Im Urteil BGE 1C_499/2024 vom 3. September 2025 befasste sich das Bundesgericht mit der Frage, ob die krankheitsbedingte Verlängerung einer Kündigungsfrist infolge Sperrfrist als rechtsmissbräuchlich qualifiziert werden kann.
Ausgangspunkt bildete die Kündigung einer wissenschaftlichen Mitarbeiterin durch die Fachhochschule Graubünden. Die Kündigung erfolgte rund zehn Tage vor Beginn der Kündigungsfrist, gleichzeitig wurde die Arbeitnehmerin freigestellt. Während der laufenden Kündigungsfrist erkrankte die Arbeitnehmerin während 11 Tagen. Gestützt auf die gesetzlichen Sperrfristen führte diese krankheitsbedingte Arbeitsunfähigkeit zu einer Verlängerung des Arbeitsverhältnisses bis zum nächsten ordentlichen Kündigungstermin am Semesterende, was faktisch eine Erstreckung um rund sieben Monate zur Folge hatte.

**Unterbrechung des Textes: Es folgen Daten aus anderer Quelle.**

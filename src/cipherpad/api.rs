//! # API Facade
//!
//! [`CipherpadApi`] is the single entry point for running commands. It owns the
//! record store for the lifetime of a session and is a **thin facade**:
//!
//! - **Parses** a raw line into a [`Command`]
//! - **Dispatches** to the matching handler in `commands/*.rs`
//! - **Returns** a structured [`CmdResult`], never prints
//!
//! Malformed lines are not errors at this level. A [`CommandError`] becomes an
//! error-level message on the result and the store is left untouched, so a
//! caller can keep feeding lines.
//!
//! ## Generic Over RecordStore
//!
//! `CipherpadApi<S: RecordStore>` works with any store; the binary and the
//! tests both use `InMemoryStore`.
//!
//! [`CommandError`]: crate::error::CommandError

use crate::commands;
use crate::filter::RemoveFilter;
use crate::parser::{AddRequest, Command};
use crate::store::RecordStore;
use tracing::{debug, warn};

pub struct CipherpadApi<S: RecordStore> {
    store: S,
}

impl<S: RecordStore> CipherpadApi<S> {
    pub fn new(store: S) -> Self {
        Self { store }
    }

    /// Parse and run one line of the command language.
    pub fn execute(&mut self, line: &str) -> CmdResult {
        match Command::parse(line) {
            Ok(Some(command)) => {
                debug!(?command, "dispatching");
                self.dispatch(command)
            }
            Ok(None) => CmdResult::default(),
            Err(e) => {
                warn!(line, error = %e, "command rejected");
                CmdResult::default().with_message(CmdMessage::error(e.to_string()))
            }
        }
    }

    pub fn dispatch(&mut self, command: Command) -> CmdResult {
        match command {
            Command::Add(request) => self.add(request),
            Command::Remove(filter) => self.remove(&filter),
            Command::Print => self.print(),
        }
    }

    pub fn add(&mut self, request: AddRequest) -> CmdResult {
        commands::add::run(&mut self.store, request)
    }

    pub fn remove(&mut self, filter: &RemoveFilter) -> CmdResult {
        commands::remove::run(&mut self.store, filter)
    }

    pub fn print(&self) -> CmdResult {
        commands::print::run(&self.store)
    }

    pub fn store(&self) -> &S {
        &self.store
    }

    pub fn into_store(self) -> S {
        self.store
    }
}

pub use commands::{CmdMessage, CmdResult, DisplayRecord, MessageLevel};

#[cfg(test)]
mod tests {
    use super::*;
    use crate::store::memory::InMemoryStore;

    fn api() -> CipherpadApi<InMemoryStore> {
        CipherpadApi::new(InMemoryStore::new())
    }

    fn contents(result: &CmdResult) -> Vec<&str> {
        result.messages.iter().map(|m| m.content.as_str()).collect()
    }

    #[test]
    fn execute_dispatches_add() {
        let mut api = api();
        let result = api.execute(r#"ADD SHIFT "Hi there" bob 2024-01-01 3"#);
        assert_eq!(contents(&result), ["Added SHIFT cipher for owner 'bob'"]);
        assert_eq!(api.store().len(), 1);
    }

    #[test]
    fn execute_dispatches_remove() {
        let mut api = api();
        api.execute(r#"ADD SHIFT "one" Alice 2024-01-01 1"#);
        api.execute(r#"ADD SHIFT "two" Bob 2024-01-01 1"#);
        let result = api.execute(r#"REM owner == "Alice""#);
        assert_eq!(result.removed_count, 1);
        assert_eq!(contents(&result), ["Removed 1 items"]);
        assert_eq!(api.store().records()[0].owner(), "Bob");
    }

    #[test]
    fn execute_dispatches_print() {
        let mut api = api();
        api.execute(r#"ADD SUBSTITUTION "abc" carol 2024-02-02 "abc" "xyz""#);
        let result = api.execute("PRINT");
        assert_eq!(result.listed_records.len(), 1);
        assert_eq!(result.listed_records[0].record.encrypted_text(), "xyz");
    }

    #[test]
    fn rejected_line_becomes_error_message_and_keeps_state() {
        let mut api = api();
        api.execute(r#"ADD SHIFT "keep" a d 1"#);

        let result = api.execute("FOO bar");
        assert!(result.has_errors());
        assert_eq!(contents(&result), ["Unknown command: FOO"]);

        let result = api.execute(r#"ADD SHIFT "Hi" bob 2024-01-01"#);
        assert_eq!(contents(&result), ["Invalid SHIFT command format"]);

        let result = api.execute("REM length > lots");
        assert_eq!(contents(&result), ["Invalid length value"]);

        assert_eq!(api.store().len(), 1);
    }

    #[test]
    fn integer_arguments_beyond_i64_are_accepted() {
        let mut api = api();
        let result = api.execute(r#"ADD SHIFT "abc" o d 100000000000000000000"#);
        assert_eq!(contents(&result), ["Added SHIFT cipher for owner 'o'"]);
        api.execute(r#"ADD SHIFT "defg" p d 1"#);
        assert_eq!(api.store().len(), 2);

        let result = api.execute("REM length > 99999999999999999999");
        assert_eq!(contents(&result), ["Removed 0 items"]);

        let result = api.execute("PRINT");
        assert_eq!(
            result.listed_records[0].record.describe(),
            "SHIFT: owner='o', date='d', shift=100000000000000000000, original='abc', \
             encrypted='wxy', decrypted='abc'"
        );

        let result = api.execute("REM length < 99999999999999999999");
        assert_eq!(contents(&result), ["Removed 2 items"]);
    }

    #[test]
    fn blank_line_is_a_no_op() {
        let mut api = api();
        let result = api.execute("   ");
        assert!(result.messages.is_empty());
        assert!(result.listed_records.is_empty());
    }

    #[test]
    fn into_store_hands_back_records() {
        let mut api = api();
        api.execute(r#"ADD SHIFT "x" a d 1"#);
        assert_eq!(api.into_store().len(), 1);
    }
}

Die Fachhochschule machte geltend, diese Verlängerung sei rechtsmissbräuchlich. Das Bundesgericht verwarf diese Argumentation und hielt fest, dass die Voraussetzungen für die Annahme eines Rechtsmissbrauchs nicht erfüllt seien. Weder die vorgängige Freistellung noch der Umstand, dass die Kündigung kurz vor Beginn der Kündigungsfrist ausgesprochen worden war, vermöchten für sich allein einen Rechtsmissbrauch zu begründen.
Das Bundesgericht betonte ausdrücklich, dass es Sache der Arbeitgeberin sei, die Folgen einer von ihr angeordneten Freistellung zu tragen. Insbesondere habe sie es sich selbst zuzuschreiben, während der verlängerten Kündigungsfrist zur Lohnfortzahlung verpflichtet zu sein, ohne von einer Arbeitsleistung zu profitieren. Die Arbeitnehmerin hatte nach ihrer Genesung ihre Arbeitsleistung ausdrücklich angeboten; die Arbeitgeberin machte davon jedoch keinen Gebrauch. Die Frage, ob ein Widerruf der Freistellung rechtlich möglich gewesen wäre, war nicht Streitgegenstand und wurde vom Bundesgericht offen gelassen.
Unerheblich war nach Auffassung des Bundesgerichts zudem, ob die Arbeitnehmerin tatsächlich wissenschaftliche Tätigkeiten ausgeübt hatte, was von der Fachhochschule bestritten worden war. Entscheidend war allein, dass ein gültiges Arbeitsverhältnis bestand und die gesetzlichen Sperrfristen zur Anwendung gelangten.
Im Ergebnis führte somit eine krankheitsbedingte Arbeitsunfähigkeit von lediglich 11 Tagen zu einer Verlängerung des Arbeitsverhältnisses um rund sieben Monate, bei fortbestehender Freistellung und ununterbrochener Lohnzahlungspflicht der Arbeitgeberin.